» **Exercise aim**: Each line holding the string "PartitionKey" is to be copied from the data.

Collected data:
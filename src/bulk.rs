/// Bulk suggestion precompute
///
/// Enumerates the indexed documents under a root container and runs one
/// retrieval per document, letting the service's sink persist each result.
/// Calls are serialized with an optional throttle between them so a backend
/// partition never sees a burst. Per-document failures are counted and
/// skipped; they never abort the rest of the run.

use std::time::{Duration, Instant};

use indicatif::{ProgressBar, ProgressStyle};
use serde::Serialize;
use tracing::warn;

use crate::backend::routing::PartitionKey;
use crate::errors::KindredError;
use crate::service::SimilarityService;

/// Outcome counters for one bulk run.
#[derive(Debug, Clone, Serialize)]
pub struct BulkReport {
    pub root_id: u32,
    pub language_id: u32,
    /// Documents the run attempted
    pub processed: usize,
    /// Documents that ended with at least one suggestion
    pub suggested: usize,
    /// Documents that ended with none
    pub empty: usize,
    /// Documents whose retrieval failed outright
    pub failed: usize,
    pub elapsed_ms: u64,
}

/// Precompute suggestions for every indexed document under a root container.
///
/// `limit` additionally caps the enumerated set, on top of the configured
/// enumeration page size.
pub async fn run_bulk(
    service: &SimilarityService,
    root_id: u32,
    language_id: u32,
    limit: Option<usize>,
) -> Result<BulkReport, KindredError> {
    let started = Instant::now();

    let mut documents = service.enumerate(root_id, language_id).await?;
    if let Some(limit) = limit {
        documents.truncate(limit);
    }

    let throttle_ms = service.config().bulk.throttle_ms;
    let context = PartitionKey {
        root_id,
        language_id,
    };

    // Progress bar showing the current document and elapsed time
    let pb = ProgressBar::new(documents.len() as u64);
    pb.set_style(
        ProgressStyle::default_bar()
            .template("[{pos}/{len}] {msg} [{elapsed_precise}]")
            .unwrap_or_else(|_| ProgressStyle::default_bar()),
    );

    let mut report = BulkReport {
        root_id,
        language_id,
        processed: 0,
        suggested: 0,
        empty: 0,
        failed: 0,
        elapsed_ms: 0,
    };

    for document in documents {
        pb.set_message(document.to_string());
        report.processed += 1;

        match service.find_similar_in(&document, context).await {
            Ok(candidates) if candidates.is_empty() => report.empty += 1,
            Ok(_) => report.suggested += 1,
            Err(e) => {
                warn!(
                    document = %document,
                    error = %e,
                    "Bulk retrieval failed for document, continuing"
                );
                report.failed += 1;
            }
        }
        pb.inc(1);

        if throttle_ms > 0 {
            tokio::time::sleep(Duration::from_millis(throttle_ms)).await;
        }
    }
    pb.finish_with_message("done");

    report.elapsed_ms = started.elapsed().as_millis() as u64;
    Ok(report)
}

#[cfg(test)]
mod tests {
    use super::*;
    use crate::backend::routing::{Partition, PartitionResolver};
    use crate::backend::{BackendError, IndexedDocument, RawResponse, SearchBackend};
    use crate::config::{Config, PartitionConfig};
    use crate::document::DocumentRef;
    use crate::query::QueryDescriptor;
    use crate::sink::MemorySink;
    use async_trait::async_trait;
    use serde_json::json;
    use std::sync::Arc;

    struct StubBackend {
        suggest: bool,
    }

    #[async_trait]
    impl SearchBackend for StubBackend {
        async fn execute(
            &self,
            _partition: &Partition,
            query: &QueryDescriptor,
        ) -> Result<RawResponse, BackendError> {
            let docs = if self.suggest {
                json!([{ "type": "pages", "uid": 9, "title": "Hit", "score": 3.0 }])
            } else {
                json!([])
            };
            Ok(RawResponse {
                algorithm: query.algorithm,
                body: json!({ "moreLikeThis": ["id", { "docs": docs }] }),
            })
        }

        async fn resolve_document(
            &self,
            _partition: &Partition,
            document: &DocumentRef,
        ) -> Result<Option<IndexedDocument>, BackendError> {
            Ok(Some(IndexedDocument {
                id: format!("site/{}/{}", document.doc_type, document.uid),
                title: "Source".to_string(),
                content: String::new(),
            }))
        }

        async fn enumerate_documents(
            &self,
            _partition: &Partition,
            _root_id: u32,
            _excluded_types: &[String],
            _limit: u32,
        ) -> Result<Vec<DocumentRef>, BackendError> {
            Ok(vec![
                DocumentRef::new("pages", 1).unwrap(),
                DocumentRef::new("pages", 2).unwrap(),
                DocumentRef::new("news", 3).unwrap(),
            ])
        }
    }

    struct NoResolver;

    #[async_trait]
    impl PartitionResolver for NoResolver {
        async fn resolve(&self, _document: &DocumentRef) -> Option<PartitionKey> {
            None
        }
    }

    fn test_service(suggest: bool) -> (SimilarityService, Arc<MemorySink>) {
        let mut config = Config::default();
        config.similarity.mode = "lexical".to_string();
        config.backend.partitions = vec![PartitionConfig {
            root_id: 1,
            language_id: 0,
            url: "http://stub".to_string(),
        }];

        let sink = Arc::new(MemorySink::new());
        let service = SimilarityService::new(
            config,
            Arc::new(StubBackend { suggest }),
            Arc::new(NoResolver),
        )
        .unwrap()
        .with_sink(sink.clone());
        (service, sink)
    }

    #[tokio::test]
    async fn test_bulk_run_counts_and_persists() {
        let (service, sink) = test_service(true);

        let report = run_bulk(&service, 1, 0, None).await.unwrap();

        assert_eq!(report.processed, 3);
        assert_eq!(report.suggested, 3);
        assert_eq!(report.empty, 0);
        assert_eq!(report.failed, 0);
        assert_eq!(sink.count().await, 3);
    }

    #[tokio::test]
    async fn test_bulk_run_counts_empty_results() {
        let (service, _sink) = test_service(false);

        let report = run_bulk(&service, 1, 0, None).await.unwrap();

        assert_eq!(report.processed, 3);
        assert_eq!(report.suggested, 0);
        assert_eq!(report.empty, 3);
    }

    #[tokio::test]
    async fn test_bulk_run_respects_limit() {
        let (service, sink) = test_service(true);

        let report = run_bulk(&service, 1, 0, Some(2)).await.unwrap();

        assert_eq!(report.processed, 2);
        assert_eq!(sink.count().await, 2);
    }
}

» **Exercise result**:
use crate::backend::routing::PartitionKey;
    let context = PartitionKey {
        async fn resolve(&self, _document: &DocumentRef) -> Option<PartitionKey> {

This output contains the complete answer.